ART INSPIRED BY KABBALAH AND SCIENCE
Dissatisfied with the limitations imposed by traditional canvas, Yael and Dov have created a body of work which attempts to portray the infinite reality of the universe, as expounded upon in Kabbalah teachings. The artists' colorful paintings, serigraphs & prints teem with life. Their art shimmers with inner movement, as waves of intense color radiate from modalities of supernal states.
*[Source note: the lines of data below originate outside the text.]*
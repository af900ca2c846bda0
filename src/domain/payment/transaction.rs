//! Payment transaction entity and its status state machine.
//!
//! A `PaymentTransaction` is the single source of truth for "has this
//! payment been credited yet". Rows are created `Pending`, transition at
//! most once to `Completed` or `Failed` via an atomic conditional update
//! in the store, and are never deleted (audit trail).

use serde::{Deserialize, Serialize};
use uuid::Uuid;

use crate::domain::foundation::{PlanId, Timestamp, TransactionId, UserId};

use super::amount::MinorUnits;
use super::provider::ProviderKind;

/// Lifecycle status of a payment transaction.
///
/// `Pending` is the only non-terminal state. No transition out of
/// `Completed` or `Failed` exists anywhere in the codebase; the store
/// enforces this with `WHERE status = 'pending'` conditional writes.
#[derive(Debug, Clone, Copy, PartialEq, Eq, Hash, Serialize, Deserialize)]
#[serde(rename_all = "UPPERCASE")]
pub enum TransactionStatus {
    Pending,
    Completed,
    Failed,
}

impl TransactionStatus {
    /// Returns true if no further transition is permitted.
    pub fn is_terminal(&self) -> bool {
        !matches!(self, TransactionStatus::Pending)
    }

    /// Stable string form used in the database.
    pub fn as_str(&self) -> &'static str {
        match self {
            TransactionStatus::Pending => "pending",
            TransactionStatus::Completed => "completed",
            TransactionStatus::Failed => "failed",
        }
    }
}

impl std::fmt::Display for TransactionStatus {
    fn fmt(&self, f: &mut std::fmt::Formatter<'_>) -> std::fmt::Result {
        write!(f, "{}", self.as_str())
    }
}

/// A single payment attempt for one user and plan.
#[derive(Debug, Clone, PartialEq, Eq, Serialize, Deserialize)]
pub struct PaymentTransaction {
    /// Internal id; doubles as the prepare token echoed back by webhook
    /// gateways on completion.
    pub id: TransactionId,
    /// Short provider-facing reference code, distinct from `id` so the
    /// first callback can locate the row without knowing internals.
    pub short_id: String,
    pub user_id: UserId,
    pub plan_id: PlanId,
    pub provider: ProviderKind,
    /// Amount in minor currency units. Never floating point.
    pub amount: MinorUnits,
    pub status: TransactionStatus,
    /// The provider's own transaction identifier, recorded once known.
    pub provider_txn_id: Option<String>,
    pub created_at: Timestamp,
    pub completed_at: Option<Timestamp>,
}

impl PaymentTransaction {
    /// Creates a fresh pending transaction for a payment attempt.
    pub fn new_pending(
        user_id: UserId,
        plan_id: PlanId,
        provider: ProviderKind,
        amount: MinorUnits,
    ) -> Self {
        Self {
            id: TransactionId::new(),
            short_id: generate_short_id(),
            user_id,
            plan_id,
            provider,
            amount,
            status: TransactionStatus::Pending,
            provider_txn_id: None,
            created_at: Timestamp::now(),
            completed_at: None,
        }
    }

    /// Returns true if this transaction can still be decided.
    pub fn is_pending(&self) -> bool {
        self.status == TransactionStatus::Pending
    }
}

/// Generates a short user/provider-facing reference code.
///
/// Twelve hex characters from a fresh UUID; short enough for payment forms
/// and SMS receipts, long enough that guessing is impractical.
pub fn generate_short_id() -> String {
    Uuid::new_v4().simple().to_string()[..12].to_string()
}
Dov Lederberg grew up in the Philadelphia area and began his involvement in the arts at Haverford College and the Columbia University Graduate School of Fine Arts, concentrating on the experimental film, and became an active filmmaker within The New American Underground. One of his works, entitled "Eargogh", an interpretation of the life of Vincent Van Gogh starring Jack Smith and Marie Menken, was widely screened at the time, including the Canyon Cinema in Berkeley. Between 1970 and 1994 he worked as an independent film director, mainly for Israel Television, making documentary and educational films, including some of the best documentaries ever made on Reb Schlomo. Since 1983 Dov has been deeply involved in using new art mediums and techniques to express the subtle ideas of Jewish mystical teachings and
meditation. He has created many original paintings and prints inspired by the Hebrew letters in the scribal style, as well as fractal visions of angelic beings, the Dynamics of Marriage and Kabbalah Mandalas. His current work is involved with finding gestalt paradigms for Dialogues.. His paintings and video art are exhibited in museums and galleries in the United States and Israel.
Yael Avi-Yonah was born in Jerusalem and is a graduate of Bezalel Academy of Art. Her father was the distinguished archaeologist and historian, Michael Avi-Yonah, who provided her with the rich background in art, archeology and bible which emanates from her many works on Jerusalem landscapes
and biblical themes. Her series of oil portraits of 15 great contemporary Israeli authors was exhibited at the Jerusalem International Book Fair in 1984 and abroad. In 1987 she completed a series of paintings on the 12 Tribes for the Yad L‘ Mordechai synagogue in Jerusalem. Since 1988 she has been working on a series of works on canvas in a new and original style of anaglyfic art. Her themes are inspired by Jewish mysticism and the Kabbalah and include the Angels of the Divine Chariot, the Four Supernal Worlds, Jerusalem in the Messianic Age and other prophetic visions. Her works have been on display in the Jewish Museum in London, as well as galleries in Israel and abroad.